In my last post I described an interesting conversation with a customer about his company’s pilot deployment of GainSeeker Suite. You may recall that because of staff turnover, this plant was collecting data but not doing anything with it. The company was feeling pressure from a significant increase in raw material costs, and because nobody in the business knew how to use GainSeeker (because of the staff turnover), GainSeeker was not helping them reduce costs.

I had sat down with the corporate staff guy and the plant quality manager. We had started to review some of the data she had been collecting and used GainSeeker’s Analysis Wizard to drill down on the data and found that Shift A had the highest variance among three shifts, and the six or eight operators on that shift had very different results. (Click on the chart to expand to full size.)

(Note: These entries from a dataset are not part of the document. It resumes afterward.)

//! Follow endpoints.

use axum::{
    Router,
    extract::{Path, State},
    routing::post,
};
use fitfeed_common::AppResult;
use serde::Serialize;

use crate::{extractors::AuthUser, middleware::AppState, response::ApiResponse};

/// Follow state response.
#[derive(Serialize)]
pub struct FollowResponse {
    pub user_id: String,
    pub following: bool,
}

/// Follow a user.
async fn follow_user(
    AuthUser(user): AuthUser,
    State(state): State<AppState>,
    Path(followee_id): Path<String>,
) -> AppResult<ApiResponse<FollowResponse>> {
    state.follow_service.follow(&user, &followee_id).await?;
    Ok(ApiResponse::ok(FollowResponse {
        user_id: followee_id,
        following: true,
    }))
}

/// Unfollow a user.
async fn unfollow_user(
    AuthUser(user): AuthUser,
    State(state): State<AppState>,
    Path(followee_id): Path<String>,
) -> AppResult<ApiResponse<FollowResponse>> {
    state.follow_service.unfollow(&user.id, &followee_id).await?;
    Ok(ApiResponse::ok(FollowResponse {
        user_id: followee_id,
        following: false,
    }))
}

pub fn router() -> Router<AppState> {
    Router::new().route(
        "/users/{id}/follow",
        post(follow_user).delete(unfollow_user),
    )
}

Control Chart of data - Shift A, grouped by Clock Number

Once we had this chart displayed on the screen, I right-clicked on the chart and then selected the ‘Control Limit Legend’ option. That displayed a list of the 8 different operators, along with the mean and range (with related control limits) of the data for each operator.

Control Limit Legend
Clock # UCLx Average LCLx UCLr R-Bar
1234 177.9 171.9 166.0 21.7 10.3
214 176.0 174.9 173.8 3.9 1.9
2140 175.4 174.2 173.0 4.4 2.1
590 175.3 174.7 174.2 2.2 1.0
61 175.3 174.8 174.3 1.9 0.9
610 175.2 174.0 172.9 4.3 2.0
710 174.5 173.4 172.4 3.8 1.8
816 175.5 175.0 174.5 1.7 0.8

Here is how we interpreted this table, along with the chart:

It is clear that one of these operators (710) has a very different process. When you look at the control chart for this operator it is much more stable than the other operators, and when you look at the average for each of the operators, Operator 710 is running at about 173.4g compared to as high as 174.9 for some of the others. (See the yellow highlighted cells in the table). That’s a shift of about 1.5g.

Now here is something you need to know: the critical dimension is weight. Weight is critical because a minimum weight has to be met, but anything heavier than the minimum is given away – the company doesn’t get paid for it. So getting as close as possible to the minimum will reduce material costs – substantially.

How much?

We went out to the internet and found a site with typical raw material prices for this commodity. At the volume they were running, the difference between Operator 710 and Operator 214 came out to $457 per day. This is a 24/7 operation, so the annual cost savings between the two adds up to $166,861. And this only one line. This plant ran nine lines. So across the plant the potential savings of over $1.5 Million.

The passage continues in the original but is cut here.